WORK TASK: In the records below, begin at the line that has "the tee pipelines." and stop after the line that has "pub fn entry_count(&self)"; quote those lines verbatim and nothing more.

DATASET EXTRACT:
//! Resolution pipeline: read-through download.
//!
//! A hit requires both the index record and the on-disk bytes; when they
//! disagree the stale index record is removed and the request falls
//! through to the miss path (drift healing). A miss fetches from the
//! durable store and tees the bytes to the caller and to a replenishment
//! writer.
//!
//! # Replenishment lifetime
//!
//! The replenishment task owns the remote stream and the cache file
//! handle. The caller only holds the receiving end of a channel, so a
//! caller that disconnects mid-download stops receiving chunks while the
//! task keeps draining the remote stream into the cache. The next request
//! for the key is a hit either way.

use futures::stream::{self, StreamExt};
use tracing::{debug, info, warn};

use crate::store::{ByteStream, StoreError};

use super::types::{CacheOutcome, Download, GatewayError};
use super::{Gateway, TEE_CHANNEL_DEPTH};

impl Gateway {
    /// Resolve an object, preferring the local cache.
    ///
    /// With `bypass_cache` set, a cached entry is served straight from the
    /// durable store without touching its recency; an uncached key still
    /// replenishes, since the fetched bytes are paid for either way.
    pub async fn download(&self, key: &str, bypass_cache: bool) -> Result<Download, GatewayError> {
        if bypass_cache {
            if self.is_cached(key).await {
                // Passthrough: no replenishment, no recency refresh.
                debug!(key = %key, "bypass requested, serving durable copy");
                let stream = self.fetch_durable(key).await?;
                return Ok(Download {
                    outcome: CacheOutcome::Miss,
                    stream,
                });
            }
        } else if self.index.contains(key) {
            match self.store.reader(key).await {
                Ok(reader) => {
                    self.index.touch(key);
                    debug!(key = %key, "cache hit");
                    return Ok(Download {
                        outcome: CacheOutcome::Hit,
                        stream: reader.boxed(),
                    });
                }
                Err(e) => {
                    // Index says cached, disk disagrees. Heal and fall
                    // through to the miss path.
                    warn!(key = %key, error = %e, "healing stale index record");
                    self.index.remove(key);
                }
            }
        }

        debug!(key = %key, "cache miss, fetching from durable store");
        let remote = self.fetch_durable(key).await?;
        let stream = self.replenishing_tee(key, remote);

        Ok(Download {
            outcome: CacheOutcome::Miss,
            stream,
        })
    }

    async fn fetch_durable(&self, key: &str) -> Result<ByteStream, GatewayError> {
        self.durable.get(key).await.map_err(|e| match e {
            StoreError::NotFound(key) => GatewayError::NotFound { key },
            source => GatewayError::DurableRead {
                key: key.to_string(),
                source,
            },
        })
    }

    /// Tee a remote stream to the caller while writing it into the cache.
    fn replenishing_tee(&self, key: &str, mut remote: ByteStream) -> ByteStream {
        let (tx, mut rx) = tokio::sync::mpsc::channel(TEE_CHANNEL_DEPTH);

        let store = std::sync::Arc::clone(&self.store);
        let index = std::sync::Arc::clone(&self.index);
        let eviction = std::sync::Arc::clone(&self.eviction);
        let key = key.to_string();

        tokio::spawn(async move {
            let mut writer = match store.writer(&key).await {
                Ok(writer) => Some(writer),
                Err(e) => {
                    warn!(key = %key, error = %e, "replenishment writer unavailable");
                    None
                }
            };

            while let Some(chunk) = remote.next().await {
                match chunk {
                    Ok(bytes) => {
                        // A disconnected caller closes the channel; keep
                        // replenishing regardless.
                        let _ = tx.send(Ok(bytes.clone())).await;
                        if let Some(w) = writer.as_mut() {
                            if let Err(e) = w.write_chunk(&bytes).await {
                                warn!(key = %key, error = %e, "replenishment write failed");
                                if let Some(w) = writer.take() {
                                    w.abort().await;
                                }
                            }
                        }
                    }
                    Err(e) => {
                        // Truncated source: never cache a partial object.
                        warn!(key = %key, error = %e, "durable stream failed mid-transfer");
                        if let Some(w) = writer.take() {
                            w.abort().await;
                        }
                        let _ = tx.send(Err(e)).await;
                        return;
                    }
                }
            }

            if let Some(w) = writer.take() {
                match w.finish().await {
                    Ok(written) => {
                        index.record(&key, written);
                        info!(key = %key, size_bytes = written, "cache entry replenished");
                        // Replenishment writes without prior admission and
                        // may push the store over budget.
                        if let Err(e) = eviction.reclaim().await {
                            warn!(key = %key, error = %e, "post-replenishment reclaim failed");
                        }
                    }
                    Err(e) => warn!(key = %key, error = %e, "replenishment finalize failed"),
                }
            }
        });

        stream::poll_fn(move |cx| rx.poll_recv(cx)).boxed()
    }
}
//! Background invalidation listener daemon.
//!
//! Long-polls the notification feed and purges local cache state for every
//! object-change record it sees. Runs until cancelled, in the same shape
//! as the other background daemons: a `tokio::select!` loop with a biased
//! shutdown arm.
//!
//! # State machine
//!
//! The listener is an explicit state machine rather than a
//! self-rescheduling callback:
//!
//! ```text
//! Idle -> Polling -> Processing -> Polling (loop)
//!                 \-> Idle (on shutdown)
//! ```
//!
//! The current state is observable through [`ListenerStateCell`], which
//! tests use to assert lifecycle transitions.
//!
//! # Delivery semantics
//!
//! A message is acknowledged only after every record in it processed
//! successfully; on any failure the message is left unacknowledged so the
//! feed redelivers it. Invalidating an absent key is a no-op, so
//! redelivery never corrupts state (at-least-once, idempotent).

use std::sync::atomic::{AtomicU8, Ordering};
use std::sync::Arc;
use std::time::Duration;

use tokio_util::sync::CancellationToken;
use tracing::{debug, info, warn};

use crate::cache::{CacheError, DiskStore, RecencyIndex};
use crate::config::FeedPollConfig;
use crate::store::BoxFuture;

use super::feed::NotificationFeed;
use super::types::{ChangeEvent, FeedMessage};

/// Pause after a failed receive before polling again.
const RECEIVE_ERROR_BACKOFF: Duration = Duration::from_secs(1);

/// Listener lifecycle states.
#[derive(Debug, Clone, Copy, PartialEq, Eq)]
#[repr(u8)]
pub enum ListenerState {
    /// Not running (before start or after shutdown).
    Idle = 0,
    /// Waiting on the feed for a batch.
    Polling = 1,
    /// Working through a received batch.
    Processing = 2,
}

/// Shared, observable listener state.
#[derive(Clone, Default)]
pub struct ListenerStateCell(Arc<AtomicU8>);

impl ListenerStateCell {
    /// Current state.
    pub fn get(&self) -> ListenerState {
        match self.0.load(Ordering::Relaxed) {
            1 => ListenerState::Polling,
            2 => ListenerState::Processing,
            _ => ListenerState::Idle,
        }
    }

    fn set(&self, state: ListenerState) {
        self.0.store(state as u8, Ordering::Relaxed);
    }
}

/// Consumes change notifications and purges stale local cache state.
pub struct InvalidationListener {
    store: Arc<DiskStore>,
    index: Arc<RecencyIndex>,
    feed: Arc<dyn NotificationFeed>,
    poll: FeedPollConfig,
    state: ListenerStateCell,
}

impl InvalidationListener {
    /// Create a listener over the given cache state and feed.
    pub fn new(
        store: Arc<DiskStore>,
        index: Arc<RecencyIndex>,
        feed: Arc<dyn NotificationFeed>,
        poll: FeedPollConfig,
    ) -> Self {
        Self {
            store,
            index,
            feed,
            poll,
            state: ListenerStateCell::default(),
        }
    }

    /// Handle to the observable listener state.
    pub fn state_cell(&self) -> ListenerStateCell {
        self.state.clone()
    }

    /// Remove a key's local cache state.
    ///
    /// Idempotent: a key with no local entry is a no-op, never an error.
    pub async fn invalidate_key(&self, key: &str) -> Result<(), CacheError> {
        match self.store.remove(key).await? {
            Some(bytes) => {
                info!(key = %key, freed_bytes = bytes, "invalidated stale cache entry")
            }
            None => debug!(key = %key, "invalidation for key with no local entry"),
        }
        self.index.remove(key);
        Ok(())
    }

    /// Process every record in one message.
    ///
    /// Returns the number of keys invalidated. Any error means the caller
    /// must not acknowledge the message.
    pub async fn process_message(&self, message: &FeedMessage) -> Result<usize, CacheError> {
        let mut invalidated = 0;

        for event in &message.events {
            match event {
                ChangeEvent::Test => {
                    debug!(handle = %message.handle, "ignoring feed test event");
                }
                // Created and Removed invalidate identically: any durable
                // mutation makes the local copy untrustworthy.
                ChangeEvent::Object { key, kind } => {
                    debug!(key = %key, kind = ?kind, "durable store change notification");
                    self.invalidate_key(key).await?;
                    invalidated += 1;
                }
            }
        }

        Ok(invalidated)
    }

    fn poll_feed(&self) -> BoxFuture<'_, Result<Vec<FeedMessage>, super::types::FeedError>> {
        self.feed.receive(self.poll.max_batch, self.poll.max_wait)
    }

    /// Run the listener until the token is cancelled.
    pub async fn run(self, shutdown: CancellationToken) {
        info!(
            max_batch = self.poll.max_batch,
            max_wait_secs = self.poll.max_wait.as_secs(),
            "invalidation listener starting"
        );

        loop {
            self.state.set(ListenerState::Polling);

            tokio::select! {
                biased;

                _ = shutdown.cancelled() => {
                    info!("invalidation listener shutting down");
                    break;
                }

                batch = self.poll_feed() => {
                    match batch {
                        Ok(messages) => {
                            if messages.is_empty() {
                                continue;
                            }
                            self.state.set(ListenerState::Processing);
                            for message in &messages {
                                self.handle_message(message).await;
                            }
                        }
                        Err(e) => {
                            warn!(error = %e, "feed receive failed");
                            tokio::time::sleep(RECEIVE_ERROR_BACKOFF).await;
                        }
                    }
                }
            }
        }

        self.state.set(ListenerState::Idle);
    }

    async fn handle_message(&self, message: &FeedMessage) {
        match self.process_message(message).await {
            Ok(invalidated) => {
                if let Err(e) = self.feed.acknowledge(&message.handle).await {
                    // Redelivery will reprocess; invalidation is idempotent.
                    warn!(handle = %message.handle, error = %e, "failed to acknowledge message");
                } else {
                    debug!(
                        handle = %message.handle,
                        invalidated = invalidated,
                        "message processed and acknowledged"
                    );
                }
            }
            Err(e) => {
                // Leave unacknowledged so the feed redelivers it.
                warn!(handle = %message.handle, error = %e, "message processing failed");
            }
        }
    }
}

...

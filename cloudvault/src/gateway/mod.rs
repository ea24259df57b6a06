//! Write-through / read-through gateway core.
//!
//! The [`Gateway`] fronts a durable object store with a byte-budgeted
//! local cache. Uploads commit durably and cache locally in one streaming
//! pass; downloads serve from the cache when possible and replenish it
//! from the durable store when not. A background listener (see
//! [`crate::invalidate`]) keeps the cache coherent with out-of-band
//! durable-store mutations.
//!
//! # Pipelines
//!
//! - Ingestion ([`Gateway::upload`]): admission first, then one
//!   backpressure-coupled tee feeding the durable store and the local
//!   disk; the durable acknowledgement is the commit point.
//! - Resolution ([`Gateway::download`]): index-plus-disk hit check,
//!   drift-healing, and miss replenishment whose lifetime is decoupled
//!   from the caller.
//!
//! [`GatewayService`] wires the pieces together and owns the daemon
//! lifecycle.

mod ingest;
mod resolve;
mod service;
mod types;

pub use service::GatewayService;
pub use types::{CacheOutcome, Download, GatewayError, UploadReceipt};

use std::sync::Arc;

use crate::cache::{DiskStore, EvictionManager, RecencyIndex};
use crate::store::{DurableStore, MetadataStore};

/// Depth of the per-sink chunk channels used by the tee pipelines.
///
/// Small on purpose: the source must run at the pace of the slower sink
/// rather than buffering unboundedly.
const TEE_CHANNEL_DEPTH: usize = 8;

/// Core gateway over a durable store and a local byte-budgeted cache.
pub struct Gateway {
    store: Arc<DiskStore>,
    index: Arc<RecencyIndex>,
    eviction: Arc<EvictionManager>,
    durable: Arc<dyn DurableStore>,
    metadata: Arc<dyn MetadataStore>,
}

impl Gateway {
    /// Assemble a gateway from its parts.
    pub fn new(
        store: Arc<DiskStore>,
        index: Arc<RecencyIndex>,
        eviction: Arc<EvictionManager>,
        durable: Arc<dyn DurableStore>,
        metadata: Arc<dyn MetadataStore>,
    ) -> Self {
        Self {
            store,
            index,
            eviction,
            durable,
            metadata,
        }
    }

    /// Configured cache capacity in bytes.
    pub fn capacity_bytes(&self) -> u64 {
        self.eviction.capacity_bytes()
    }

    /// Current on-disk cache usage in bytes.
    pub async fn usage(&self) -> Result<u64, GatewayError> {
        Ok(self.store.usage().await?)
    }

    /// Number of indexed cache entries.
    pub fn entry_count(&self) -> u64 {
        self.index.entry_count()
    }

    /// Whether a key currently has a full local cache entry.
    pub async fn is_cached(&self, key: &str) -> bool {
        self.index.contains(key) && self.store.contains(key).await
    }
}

ANSWER SPACE:
/// Depth of the per-sink chunk channels used by the tee pipelines.
///
/// Small on purpose: the source must run at the pace of the slower sink
/// rather than buffering unboundedly.
const TEE_CHANNEL_DEPTH: usize = 8;

/// Core gateway over a durable store and a local byte-budgeted cache.
pub struct Gateway {
    store: Arc<DiskStore>,
    index: Arc<RecencyIndex>,
    eviction: Arc<EvictionManager>,
    durable: Arc<dyn DurableStore>,
    metadata: Arc<dyn MetadataStore>,
}

impl Gateway {
    /// Assemble a gateway from its parts.
    pub fn new(
        store: Arc<DiskStore>,
        index: Arc<RecencyIndex>,
        eviction: Arc<EvictionManager>,
        durable: Arc<dyn DurableStore>,
        metadata: Arc<dyn MetadataStore>,
    ) -> Self {
        Self {
            store,
            index,
            eviction,
            durable,
            metadata,
        }
    }

    /// Configured cache capacity in bytes.
    pub fn capacity_bytes(&self) -> u64 {
        self.eviction.capacity_bytes()
    }

    /// Current on-disk cache usage in bytes.
    pub async fn usage(&self) -> Result<u64, GatewayError> {
        Ok(self.store.usage().await?)
    }

    /// Number of indexed cache entries.
    pub fn entry_count(&self) -> u64 {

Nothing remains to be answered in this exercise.